This super easy and satisfying low carb cheesy spaghetti squash skillet will be a huge hit with the entire family! Tender strands of spaghetti squash swimming in a tangy meat sauce and loaded with stringy mozzarella cheese? What’s not to love?!?!
This is the last of my keto spaghetti squash recipe series this week and it’s the hand’s down favorite of the Hungry dudes. I loved them all, but even I can’t deny that the sheer comfort food awesomeness of this keto cheesy spaghetti squash skillet makes it a real winner!

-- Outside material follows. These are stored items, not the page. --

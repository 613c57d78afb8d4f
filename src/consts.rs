use std::ops::RangeInclusive;

use rust_decimal::Decimal;
use rust_decimal_macros::dec;

pub const PROFIT_FUND_PERCENT: &str = "profit_fund_percent";
pub const TICKET_PENALTY_PERCENT: &str = "ticket_penalty_percent";
pub const GROUP_MISS_PERCENT: &str = "group_miss_percent";
pub const GROUP_PARTIAL_PERCENT: &str = "group_partial_percent";

pub const DEFAULT_PROFIT_FUND_PERCENT: Decimal = dec!(5);
pub const DEFAULT_TICKET_PENALTY_PERCENT: Decimal = dec!(5);
pub const DEFAULT_GROUP_MISS_PERCENT: Decimal = dec!(10);
pub const DEFAULT_GROUP_PARTIAL_PERCENT: Decimal = dec!(5);

/// Years a payroll run may target
pub const PAYROLL_YEARS: RangeInclusive<i32> = 2000..=2100;

/// Decimal places kept for money and progress values
pub const MONEY_DP: u32 = 2;

/// Decimal places kept for the per-day weight
pub const PER_DAY_DP: u32 = 4;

Like all of this week’s low carb spaghetti squash recipes, this one is super easy – maybe even the easiest, since all you have to do is brown the meat, pour in the sauce and simmer for a bit and then add the cooked spaghetti squash. Top it with a massive amount of mozzarella cheese and even the most die hard pasta fans will have to admit that this cheesy spaghetti squash skillet is a contender.

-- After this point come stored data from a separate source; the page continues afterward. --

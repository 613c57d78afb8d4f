use std::{fs::OpenOptions, io};

use actix_web::{web, App, HttpServer};
use sea_orm::Database;
use tracing::{info, Level};
use tracing_actix_web::TracingLogger;
use tracing_subscriber::{filter, fmt, layer::SubscriberExt, EnvFilter, Layer, Registry};

use progress_payroll::{auth::Authority, config, pages};

#[actix_web::main]
async fn main() -> io::Result<()> {
    let _ = dotenvy::dotenv();

    let log_file = OpenOptions::new()
        .append(true)
        .create(true)
        .open("trace.log")?;

    let subscriber = Registry::default()
        .with(
            fmt::layer()
                .with_ansi(true)
                .with_line_number(true)
                .with_filter(EnvFilter::from_default_env())
        )
        .with(
            fmt::layer()
                .with_ansi(false)
                .with_writer(log_file)
                .with_filter(filter::LevelFilter::from_level(Level::TRACE))
        );

    tracing::subscriber::set_global_default(subscriber).map_err(io::Error::other)?;

    let config::Config {
        host_address,
        database_opt,
        jwt_key
    } = config::load().map_err(io::Error::other)?;

    let database = Database::connect(database_opt).await.map_err(io::Error::other)?;
    let database = web::Data::new(database);
    let authority = web::Data::new(Authority::new(jwt_key.as_bytes()));

    let server = HttpServer::new(move || {
        App::new()
            .app_data(database.clone())
            .app_data(authority.clone())
            .wrap(TracingLogger::default())
            .configure(pages::config)
    });

    info!(%host_address, "Serving payroll API");

    server
        .bind(host_address)?
        .run().await
}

I prefer to make this keto cheesy spaghetti squash skillet with my easy keto marinara sauce, but any quality jar sauce will do in a pinch – just make sure that it’s sugar free and you should be OK.
For store bought, my favorite keto friendly marinara sauce is Rao’s – it costs a little more than mainstream store brands, but is really tasty and free from all the fillers and junk that a lot of cheaper brands contain.
Up to you, those are just my recommendations!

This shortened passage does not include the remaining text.